Resetting password on Microsoft Identity causes System.Security.Cryptography.CryptographicException

Question

I'm using MS Identity and when I'm using a reset token to reset the password, I get this exception:

Inner Exception Type: System.Security.Cryptography.CryptographicException Inner Exception: The data protection operation was unsuccessful. This may have been caused by not having the user profile loaded for the current thread's user context, which may be the case when the thread is impersonating.

This is what the code looks like:

var TheProvider = new DpapiDataProtectionProvider();
UserManager<IdentityUser> TheUserManager = new UserManager<IdentityUser>(new UserStore<IdentityUser>());
TheUserManager.UserTokenProvider = new DataProtectorTokenProvider<IdentityUser>(TheProvider.Create("EmailConfirmation"));

string TheResetCode = TheUserManager.GeneratePasswordResetToken(TheUserMembershiptID);

IdentityResult TheResult = TheUserManager.ResetPassword(TheUserMembershiptID, TheResetCode, TheNewPassword);

What I have works on my local machine but not when I put it on a server. I've looked around but I haven't found a solution.
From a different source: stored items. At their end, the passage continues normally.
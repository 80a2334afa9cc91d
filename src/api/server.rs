use axum::{
    routing::{delete, get, post},
    Router,
};
use std::net::SocketAddr;
use std::sync::Arc;
use std::time::Duration;
use tokio::net::TcpListener;
use tower_http::cors::{Any, CorsLayer};
use tower_http::trace::TraceLayer;

use super::handlers::{
    cache_clean, cache_delete, cache_stats, filter_query, health_check, invalidate_schema,
    table_schema, AppState,
};
use crate::cache::{query, sweeper, CacheSweeper, QueryCache};
use crate::filter::QueryTemplates;
use crate::warehouse::{BigQueryWarehouse, WarehouseConfig};

/// Server configuration
#[derive(Debug, Clone)]
pub struct ServerConfig {
    pub host: String,
    pub port: u16,
    pub warehouse: WarehouseConfig,
    pub cache_max_entries: usize,
    pub cache_ttl_secs: u64,
    pub cache_sweep_interval_secs: u64,
    pub templates: QueryTemplates,
}

impl Default for ServerConfig {
    fn default() -> Self {
        Self {
            host: "0.0.0.0".to_string(),
            port: 8080,
            warehouse: WarehouseConfig::default(),
            cache_max_entries: query::DEFAULT_MAX_ENTRIES,
            cache_ttl_secs: query::DEFAULT_TTL.as_secs(),
            cache_sweep_interval_secs: sweeper::DEFAULT_SWEEP_INTERVAL.as_secs(),
            templates: QueryTemplates::default(),
        }
    }
}

#[derive(Debug, Clone, PartialEq, thiserror::Error)]
pub enum ConfigError {
    #[error("{0} must be greater than zero")]
    Zero(&'static str),
}

impl ServerConfig {
    /// Reject settings that would leave the cache or its sweeper unusable
    pub fn validate(&self) -> Result<(), ConfigError> {
        if self.cache_max_entries == 0 {
            return Err(ConfigError::Zero("cache_max_entries"));
        }
        if self.cache_ttl_secs == 0 {
            return Err(ConfigError::Zero("cache_ttl_secs"));
        }
        if self.cache_sweep_interval_secs == 0 {
            return Err(ConfigError::Zero("cache_sweep_interval_secs"));
        }
        Ok(())
    }
}

/// Build the application router
pub fn build_router(state: Arc<AppState>) -> Router {
    Router::new()
        // Health check
        .route("/health", get(health_check))
        // Filter queries
        .route("/filters/query", post(filter_query))
        // Cache administration
        .route("/cache/stats", get(cache_stats))
        .route("/cache", delete(cache_delete))
        .route("/cache/clean", post(cache_clean))
        // Schema introspection
        .route("/schema/:table", get(table_schema).delete(invalidate_schema))
        // Middleware
        .layer(TraceLayer::new_for_http())
        .layer(
            CorsLayer::new()
                .allow_origin(Any)
                .allow_methods(Any)
                .allow_headers(Any),
        )
        .with_state(state)
}

/// Run the HTTP server
pub async fn run_server(config: ServerConfig) -> Result<(), Box<dyn std::error::Error>> {
    config.validate()?;

    let warehouse = Arc::new(BigQueryWarehouse::new(config.warehouse.clone())?);

    // The one query cache for this process; everything else borrows it
    let cache = Arc::new(QueryCache::with_config(
        config.cache_max_entries,
        Duration::from_secs(config.cache_ttl_secs),
    ));

    let state = Arc::new(AppState::new(
        warehouse,
        Arc::clone(&cache),
        &config.warehouse.project,
        &config.warehouse.dataset,
        config.templates.clone(),
    ));

    // Start background workers
    let sweeper = Arc::new(CacheSweeper::new(
        Arc::clone(&cache),
        Duration::from_secs(config.cache_sweep_interval_secs),
    ));
    let sweeper_handle = Arc::clone(&sweeper).start();

    // Build router
    let app = build_router(state);

    // Start server
    let addr: SocketAddr = format!("{}:{}", config.host, config.port).parse()?;
    tracing::info!("Starting Segmento server on {}", addr);

    let listener = TcpListener::bind(addr).await?;
    axum::serve(listener, app)
        .with_graceful_shutdown(shutdown_signal(sweeper))
        .await?;

    sweeper_handle.abort();

    tracing::info!("Segmento server stopped");
    Ok(())
}

async fn shutdown_signal(sweeper: Arc<CacheSweeper>) {
    tokio::signal::ctrl_c()
        .await
        .expect("Failed to install CTRL+C signal handler");

    tracing::info!("Shutdown signal received, stopping workers...");
    sweeper.stop();
}

#[cfg(test)]
mod tests {
    use super::*;
    use crate::data::{Row, Value};
    use crate::warehouse::{MemoryWarehouse, WarehouseError};
    use axum::body::Body;
    use axum::http::{Request, StatusCode};
    use tower::util::ServiceExt;

    const INTERNAL_MESSAGE: &str = "Error executing filter query";

    fn create_test_app() -> (Arc<MemoryWarehouse>, Arc<QueryCache>, Router) {
        let warehouse = Arc::new(
            MemoryWarehouse::new()
                .with_table(
                    "clientes",
                    &[("telefono", "STRING"), ("edad", "INTEGER"), ("fecha", "DATE")],
                )
                .with_table("contactos", &[("telefono", "STRING")]),
        );
        let row = [
            ("telefono".to_string(), Value::from("600111222")),
            ("edad".to_string(), Value::Int64(30)),
        ]
        .into_iter()
        .collect();
        warehouse.set_rows("clientes", vec![row]);

        let cache = Arc::new(QueryCache::new());
        let state = Arc::new(AppState::new(
            warehouse.clone(),
            Arc::clone(&cache),
            "p",
            "d",
            QueryTemplates::default(),
        ));
        (warehouse, cache, build_router(state))
    }

    async fn send(app: &Router, request: Request<Body>) -> (StatusCode, serde_json::Value) {
        let response = app.clone().oneshot(request).await.unwrap();
        let status = response.status();
        let bytes = axum::body::to_bytes(response.into_body(), usize::MAX)
            .await
            .unwrap();
        let json = serde_json::from_slice(&bytes).unwrap_or(serde_json::Value::Null);
        (status, json)
    }

    fn post_json(uri: &str, body: serde_json::Value) -> Request<Body> {
        Request::builder()
            .method("POST")
            .uri(uri)
            .header("content-type", "application/json")
            .body(Body::from(serde_json::to_string(&body).unwrap()))
            .unwrap()
    }

    fn empty(method: &str, uri: &str) -> Request<Body> {
        Request::builder()
            .method(method)
            .uri(uri)
            .body(Body::empty())
            .unwrap()
    }

    #[test]
    fn test_config_validation() {
        assert_eq!(ServerConfig::default().validate(), Ok(()));

        let config = ServerConfig {
            cache_sweep_interval_secs: 0,
            ..ServerConfig::default()
        };
        assert_eq!(
            config.validate(),
            Err(ConfigError::Zero("cache_sweep_interval_secs"))
        );

        let config = ServerConfig {
            cache_ttl_secs: 0,
            ..ServerConfig::default()
        };
        assert_eq!(config.validate(), Err(ConfigError::Zero("cache_ttl_secs")));

        let config = ServerConfig {
            cache_max_entries: 0,
            ..ServerConfig::default()
        };
        assert_eq!(config.validate(), Err(ConfigError::Zero("cache_max_entries")));
    }

    #[tokio::test]
    async fn test_run_server_rejects_zero_sweep_interval() {
        let config = ServerConfig {
            port: 0,
            cache_sweep_interval_secs: 0,
            ..ServerConfig::default()
        };

        let err = run_server(config).await.unwrap_err();
        assert!(err.to_string().contains("cache_sweep_interval_secs"));
    }

    #[tokio::test]
    async fn test_health_check() {
        let (_, _, app) = create_test_app();

        let (status, body) = send(&app, empty("GET", "/health")).await;

        assert_eq!(status, StatusCode::OK);
        assert_eq!(body["status"], "healthy");
    }

    #[tokio::test]
    async fn test_filter_query_then_cached() {
        let (warehouse, _, app) = create_test_app();
        let payload = serde_json::json!({
            "table": "clientes",
            "filters": [
                {"column": "edad", "type": "segmentacion", "value": "30"},
                {"column": "fecha", "type": "estrategia", "value": null}
            ]
        });

        let (status, body) = send(&app, post_json("/filters/query", payload.clone())).await;
        assert_eq!(status, StatusCode::OK);
        assert_eq!(body["fromCache"], false);
        assert_eq!(body["rows"][0]["edad"], 30);
        assert_eq!(body["rows"][0]["telefono"], "600111222");

        let (status, body) = send(&app, post_json("/filters/query", payload)).await;
        assert_eq!(status, StatusCode::OK);
        assert_eq!(body["fromCache"], true);
        assert_eq!(warehouse.calls(), 2);
    }

    #[tokio::test]
    async fn test_filter_query_bad_request() {
        let (warehouse, _, app) = create_test_app();

        let (status, body) = send(
            &app,
            post_json("/filters/query", serde_json::json!({"filters": []})),
        )
        .await;
        assert_eq!(status, StatusCode::BAD_REQUEST);
        assert!(body["error"].as_str().unwrap().contains("table"));

        let (status, _) = send(
            &app,
            post_json(
                "/filters/query",
                serde_json::json!({"table": "clientes", "filters": "edad=30"}),
            ),
        )
        .await;
        assert_eq!(status, StatusCode::BAD_REQUEST);

        let request = Request::builder()
            .method("POST")
            .uri("/filters/query")
            .header("content-type", "application/json")
            .body(Body::from("{not json"))
            .unwrap();
        let (status, _) = send(&app, request).await;
        assert_eq!(status, StatusCode::BAD_REQUEST);

        assert_eq!(warehouse.calls(), 0);
    }

    #[tokio::test]
    async fn test_filter_query_downstream_errors_are_generic() {
        let (warehouse, cache, app) = create_test_app();

        // Compile error: non-numeric value for an INT64 column
        let (status, body) = send(
            &app,
            post_json(
                "/filters/query",
                serde_json::json!({"table": "clientes", "filters": [{"column": "edad", "value": "x"}]}),
            ),
        )
        .await;
        assert_eq!(status, StatusCode::INTERNAL_SERVER_ERROR);
        assert_eq!(body["error"], INTERNAL_MESSAGE);

        // Execution error
        warehouse.set_failure(Some(WarehouseError::Network("reset".into())));
        let (status, body) = send(
            &app,
            post_json(
                "/filters/query",
                serde_json::json!({"table": "clientes", "filters": []}),
            ),
        )
        .await;
        assert_eq!(status, StatusCode::INTERNAL_SERVER_ERROR);
        assert_eq!(body["error"], INTERNAL_MESSAGE);
        assert!(cache.is_empty());
    }

    #[tokio::test]
    async fn test_cache_admin() {
        let (_, cache, app) = create_test_app();
        cache.put("a", Vec::<Row>::new());
        cache.put("b", Vec::<Row>::new());
        let _ = cache.get("a");
        let _ = cache.get("zz");

        let (status, body) = send(&app, empty("GET", "/cache/stats")).await;
        assert_eq!(status, StatusCode::OK);
        assert_eq!(body["success"], true);
        assert_eq!(body["stats"]["size"], 2);
        assert_eq!(body["stats"]["hitRate"], "50.00");

        let (_, body) = send(&app, empty("DELETE", "/cache?key=a")).await;
        assert_eq!(body["deleted"], true);
        let (_, body) = send(&app, empty("DELETE", "/cache?key=a")).await;
        assert_eq!(body["deleted"], false);

        let (_, body) = send(&app, empty("POST", "/cache/clean")).await;
        assert_eq!(body["cleaned"], 0);
        assert_eq!(body["stats"]["size"], 1);

        let (status, _) = send(&app, empty("DELETE", "/cache")).await;
        assert_eq!(status, StatusCode::OK);
        assert!(cache.is_empty());
        assert_eq!(cache.stats().hits, 0);
    }

    #[tokio::test]
    async fn test_cache_delete_with_empty_key_clears() {
        let (_, cache, app) = create_test_app();
        cache.put("a", Vec::<Row>::new());
        cache.put("", Vec::<Row>::new());

        let (status, body) = send(&app, empty("DELETE", "/cache?key=")).await;

        assert_eq!(status, StatusCode::OK);
        assert_eq!(body["message"], "Cache cleared");
        assert!(body.get("deleted").is_none());
        assert!(cache.is_empty());
    }

    #[tokio::test]
    async fn test_table_schema() {
        let (_, _, app) = create_test_app();

        let (status, body) = send(&app, empty("GET", "/schema/clientes")).await;

        assert_eq!(status, StatusCode::OK);
        assert_eq!(body["table"], "clientes");
        assert_eq!(body["columns"][1]["name"], "edad");
        assert_eq!(body["columns"][1]["type"], "INTEGER");
        assert_eq!(body["columns"][1]["mode"], "NULLABLE");
        assert_eq!(body["tables"], serde_json::json!(["clientes", "contactos"]));
    }

    #[tokio::test]
    async fn test_table_not_found() {
        let (_, _, app) = create_test_app();

        let (status, _) = send(&app, empty("GET", "/schema/nonexistent")).await;
        assert_eq!(status, StatusCode::NOT_FOUND);

        let (status, _) = send(&app, empty("GET", "/schema/bad%20name")).await;
        assert_eq!(status, StatusCode::BAD_REQUEST);
    }

    #[tokio::test]
    async fn test_invalidate_schema() {
        let (warehouse, _, app) = create_test_app();
        let payload = serde_json::json!({"table": "clientes", "filters": []});
        send(&app, post_json("/filters/query", payload)).await;

        let (status, body) = send(&app, empty("DELETE", "/schema/clientes")).await;
        assert_eq!(status, StatusCode::OK);
        assert_eq!(body["invalidated"], true);

        let (_, body) = send(&app, empty("DELETE", "/schema/clientes")).await;
        assert_eq!(body["invalidated"], false);

        // Schema reload happens on the next cache miss
        let payload = serde_json::json!({"table": "clientes", "filters": [], "modoEnvio": "M0"});
        send(&app, post_json("/filters/query", payload)).await;
        let catalog_queries = warehouse
            .executed()
            .iter()
            .filter(|(sql, _)| sql.contains("INFORMATION_SCHEMA.COLUMNS"))
            .count();
        assert_eq!(catalog_queries, 2);
    }
}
What do I need to change to make it work?

Answer 1

This is a configuration problem with IIS. Go to the application pool advanced settings, and set the option "Load User Profile" to True .

Answer 2

The assumption here is that you are using at least version 3 of Identity along with OWIN and entity framework.

Don't create the data protection provider manually every time. Get it at startup from the application builder and store it for the user manager to use.
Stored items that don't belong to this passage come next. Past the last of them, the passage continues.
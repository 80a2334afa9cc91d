use serde::{Deserialize, Serialize};
use std::str::FromStr;

/// Campaign kind that enables the Spanish due-date filter
pub const FIDELITY_CAMPAIGN: &str = "Fidelizacion";
/// Campaign kind that selects the reminder query variant
pub const REMINDER_CAMPAIGN: &str = "Recordatorio";

/// Values that mean "no constraint" for a filter position
pub const WILDCARD_VALUE: &str = "Todos";

/// A single column/value constraint as submitted by callers
#[derive(Debug, Clone, PartialEq, Serialize, Deserialize)]
pub struct FilterSpec {
    pub column: String,
    /// Logical group tag ("segmentacion", "cluster", "estrategia", ...)
    #[serde(rename = "type", default)]
    pub group: String,
    #[serde(default)]
    pub value: serde_json::Value,
}

impl FilterSpec {
    pub fn new(column: impl Into<String>, value: serde_json::Value) -> Self {
        Self {
            column: column.into(),
            group: String::new(),
            value,
        }
    }

    pub fn with_group(mut self, group: impl Into<String>) -> Self {
        self.group = group.into();
        self
    }

    /// `null`, `""` and `"Todos"` constrain nothing
    pub fn is_wildcard(&self) -> bool {
        match &self.value {
            serde_json::Value::Null => true,
            serde_json::Value::String(s) => s.is_empty() || s == WILDCARD_VALUE,
            _ => false,
        }
    }
}

#[derive(Debug, Clone, PartialEq, Eq, Hash, Default)]
pub enum CampaignKind {
    Fidelity,
    Reminder,
    Other(String),
    #[default]
    Unspecified,
}

impl CampaignKind {
    pub fn from_raw(raw: Option<&str>) -> Self {
        match raw {
            None | Some("") => CampaignKind::Unspecified,
            Some(FIDELITY_CAMPAIGN) => CampaignKind::Fidelity,
            Some(REMINDER_CAMPAIGN) => CampaignKind::Reminder,
            Some(other) => CampaignKind::Other(other.to_string()),
        }
    }

    pub fn as_str(&self) -> &str {
        match self {
            CampaignKind::Fidelity => FIDELITY_CAMPAIGN,
            CampaignKind::Reminder => REMINDER_CAMPAIGN,
            CampaignKind::Other(s) => s,
            CampaignKind::Unspecified => "",
        }
    }
}

/// Companion table selector for reminder campaigns
#[derive(Debug, Clone, Copy, PartialEq, Eq, Hash, Default, Serialize, Deserialize)]
#[serde(rename_all = "lowercase")]
pub enum SendMode {
    M0,
    #[default]
    M1,
}

impl SendMode {
    /// Suffix appended to the companion table name
    pub fn suffix(&self) -> &'static str {
        match self {
            SendMode::M0 => "m0",
            SendMode::M1 => "m1",
        }
    }
}

impl FromStr for SendMode {
    type Err = String;

    fn from_str(s: &str) -> Result<Self, Self::Err> {
        match s.trim().to_ascii_lowercase().as_str() {
            "m0" => Ok(SendMode::M0),
            "m1" => Ok(SendMode::M1),
            other => Err(format!("unknown send mode '{}', expected M0 or M1", other)),
        }
    }
}

#[cfg(test)]
mod tests {
    use super::*;
    use serde_json::json;

    #[test]
    fn test_wildcards() {
        assert!(FilterSpec::new("a", json!(null)).is_wildcard());
        assert!(FilterSpec::new("a", json!("")).is_wildcard());
        assert!(FilterSpec::new("a", json!("Todos")).is_wildcard());
        assert!(!FilterSpec::new("a", json!("todos")).is_wildcard());
        assert!(!FilterSpec::new("a", json!(0)).is_wildcard());
        assert!(!FilterSpec::new("a", json!(false)).is_wildcard());
    }

    #[test]
    fn test_filter_spec_deserialize() {
        let spec: FilterSpec =
            serde_json::from_value(json!({"column": "edad", "type": "segmentacion", "value": "30"}))
                .unwrap();
        assert_eq!(spec.column, "edad");
        assert_eq!(spec.group, "segmentacion");
        assert_eq!(spec.value, json!("30"));

        let spec: FilterSpec = serde_json::from_value(json!({"column": "edad"})).unwrap();
        assert!(spec.is_wildcard());
    }

    #[test]
    fn test_send_mode_parse() {
        assert_eq!("M0".parse::<SendMode>().unwrap(), SendMode::M0);
        assert_eq!("m1".parse::<SendMode>().unwrap(), SendMode::M1);
        assert!("M2".parse::<SendMode>().is_err());
        assert_eq!(SendMode::default(), SendMode::M1);
    }

    #[test]
    fn test_campaign_kind() {
        assert_eq!(CampaignKind::from_raw(Some("Fidelizacion")), CampaignKind::Fidelity);
        assert_eq!(CampaignKind::from_raw(Some("Recordatorio")), CampaignKind::Reminder);
        assert_eq!(CampaignKind::from_raw(None), CampaignKind::Unspecified);
        assert_eq!(
            CampaignKind::from_raw(Some("Cobranza")).as_str(),
            "Cobranza"
        );
    }
}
public static class Auth {
    internal static IDataProtectionProvider DataProtectionProvider { get; private set; }
}

public partial class Startup {
    public void ConfigureAuth(IAppBuilder app) {
        Auth.DataProtectionProvider = app.GetDataProtectionProvider();
        //...other code removed for brevity
    }
}

Configure a DbContext for membership information persistence

public class MyIdentityDbContext : IdentityDbContext<IdentityUser> {
    public MyIdentityDbContext()
        : base("MembershipConnection") { }

    public static MyIdentityDbContext Create() {
        return new MyIdentityDbContext();
    }
}

Now create a UserManager derived class and configure it to use the data protection provider

public class IdentityUserManager : UserManager<IdentityUser> {

    private IdentityUserManager()
        : base(new UserStore<IdentityUser>(MyIdentityDbContext.Create())) {
        //...other code removed for brevity

        var dataProtectionProvider = Auth.DataProtectionProvider;
        if (dataProtectionProvider != null) {
            this.UserTokenProvider = new DataProtectorTokenProvider<IdentityUser>(dataProtectionProvider.Create("UserToken"));
        }
    }

    public static IdentityUserManager Create() {
        return new IdentityUserManager();
    }
}

So now assuming you have users registered in your persistence storage, you should be able to generate your token and reset the password.
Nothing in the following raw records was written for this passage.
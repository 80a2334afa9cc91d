//! Query result caching
//!
//! Entries expire `ttl` after insertion and the cache holds at most
//! `max_entries`. When full, the oldest *inserted* entry is evicted: this is
//! FIFO, not LRU. Reads never refresh an entry's position or age.

use parking_lot::Mutex;
use std::collections::{HashMap, VecDeque};
use std::sync::atomic::{AtomicU64, Ordering};
use std::sync::Arc;
use std::time::{Duration, Instant};

use super::policy::CachePolicy;
use crate::data::Row;

pub const DEFAULT_MAX_ENTRIES: usize = 100;
pub const DEFAULT_TTL: Duration = Duration::from_secs(60 * 60);

/// A cached row set and when it was stored
#[derive(Debug, Clone)]
pub struct CacheEntry {
    pub data: Arc<Vec<Row>>,
    pub inserted_at: Instant,
}

#[derive(Debug, Default)]
struct Entries {
    map: HashMap<String, CacheEntry>,
    /// Keys from oldest to newest insertion
    order: VecDeque<String>,
}

impl Entries {
    fn remove(&mut self, key: &str) -> Option<CacheEntry> {
        let entry = self.map.remove(key)?;
        if let Some(pos) = self.order.iter().position(|k| k == key) {
            self.order.remove(pos);
        }
        Some(entry)
    }
}

/// Bounded TTL cache of filter query results
pub struct QueryCache {
    entries: Mutex<Entries>,
    policy: CachePolicy,
    max_entries: usize,
    ttl: Duration,
    hits: AtomicU64,
    misses: AtomicU64,
}

impl QueryCache {
    /// Create a cache with default settings (100 entries, one hour)
    pub fn new() -> Self {
        Self::with_config(DEFAULT_MAX_ENTRIES, DEFAULT_TTL)
    }

    /// Create a cache with custom configuration
    pub fn with_config(max_entries: usize, ttl: Duration) -> Self {
        let max_entries = max_entries.max(1);
        Self {
            entries: Mutex::new(Entries::default()),
            policy: CachePolicy::bounded(max_entries, ttl),
            max_entries,
            ttl,
            hits: AtomicU64::new(0),
            misses: AtomicU64::new(0),
        }
    }

    /// Get a cached result that has not outlived the TTL
    pub fn get(&self, key: &str) -> Option<Arc<Vec<Row>>> {
        self.get_at(key, Instant::now())
    }

    pub(crate) fn get_at(&self, key: &str, now: Instant) -> Option<Arc<Vec<Row>>> {
        let found = {
            let entries = self.entries.lock();
            entries
                .map
                .get(key)
                .filter(|e| !self.policy.is_expired(now.saturating_duration_since(e.inserted_at)))
                .map(|e| Arc::clone(&e.data))
        };

        if found.is_some() {
            self.hits.fetch_add(1, Ordering::Relaxed);
        } else {
            self.misses.fetch_add(1, Ordering::Relaxed);
        }
        found
    }

    /// Store a result, evicting the oldest insertion when full
    pub fn put(&self, key: &str, rows: impl Into<Arc<Vec<Row>>>) {
        self.put_at(key, rows, Instant::now());
    }

    pub(crate) fn put_at(&self, key: &str, rows: impl Into<Arc<Vec<Row>>>, now: Instant) {
        let entry = CacheEntry {
            data: rows.into(),
            inserted_at: now,
        };

        let mut entries = self.entries.lock();
        // An overwrite replaces in place and moves to the newest position
        if entries.remove(key).is_none() && self.policy.is_full(entries.map.len()) {
            if let Some(oldest) = entries.order.pop_front() {
                entries.map.remove(&oldest);
                tracing::debug!(key = %oldest, "Evicted oldest query cache entry");
            }
        }
        entries.order.push_back(key.to_string());
        entries.map.insert(key.to_string(), entry);
    }

    /// Remove one entry; returns whether it existed
    pub fn delete(&self, key: &str) -> bool {
        self.entries.lock().remove(key).is_some()
    }

    /// Remove every entry and reset the hit/miss counters
    pub fn clear(&self) {
        let mut entries = self.entries.lock();
        entries.map.clear();
        entries.order.clear();
        self.hits.store(0, Ordering::Relaxed);
        self.misses.store(0, Ordering::Relaxed);
    }

    /// Remove every expired entry; counters are left alone
    pub fn clean_expired(&self) -> usize {
        self.clean_expired_at(Instant::now())
    }

    pub(crate) fn clean_expired_at(&self, now: Instant) -> usize {
        let mut entries = self.entries.lock();
        let Entries { map, order } = &mut *entries;

        let before = map.len();
        map.retain(|_, e| !self.policy.is_expired(now.saturating_duration_since(e.inserted_at)));
        order.retain(|k| map.contains_key(k));
        before - map.len()
    }

    /// Get cache statistics
    pub fn stats(&self) -> CacheStats {
        let hits = self.hits.load(Ordering::Relaxed);
        let misses = self.misses.load(Ordering::Relaxed);
        let total = hits + misses;
        let hit_rate = if total > 0 {
            hits as f64 / total as f64 * 100.0
        } else {
            0.0
        };

        CacheStats {
            size: self.len(),
            max_size: self.max_entries,
            hits,
            misses,
            hit_rate: format!("{:.2}", hit_rate),
            ttl_ms: self.ttl.as_millis() as u64,
        }
    }

    pub fn len(&self) -> usize {
        self.entries.lock().map.len()
    }

    pub fn is_empty(&self) -> bool {
        self.len() == 0
    }

    pub fn ttl(&self) -> Duration {
        self.ttl
    }

    pub fn max_entries(&self) -> usize {
        self.max_entries
    }
}

impl Default for QueryCache {
    fn default() -> Self {
        Self::new()
    }
}

/// Cache statistics
#[derive(Debug, Clone, PartialEq, serde::Serialize)]
#[serde(rename_all = "camelCase")]
pub struct CacheStats {
    /// Number of entries in cache
    pub size: usize,
    pub max_size: usize,
    pub hits: u64,
    pub misses: u64,
    /// Percentage with two decimals, e.g. "40.00"
    pub hit_rate: String,
    /// TTL in milliseconds
    #[serde(rename = "ttl")]
    pub ttl_ms: u64,
}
var userManager = IdentityUserManager.Create();

var resetToken = await userManager.GeneratePasswordResetTokenAsync(id);

var result = await userManager.ResetPasswordAsync(id, resetToken, newPassword);

Now based you your comments in the post, It could very well be that the Load User Profile in the host (assuming IIS) needs to be set to true .

Quoting this answer

I had the same issues except i was hosting on amazon ec2. i was able to resolve it by going to the application pool in IIS and (under advanced settings after a right click) setting process model - load user profile = true.

If that is the case and you don't have access to the server to be able to change that setting like you indicated in the comments, then there is not much else that the community can provide that has not already been covered in posts that encountered this particular issue.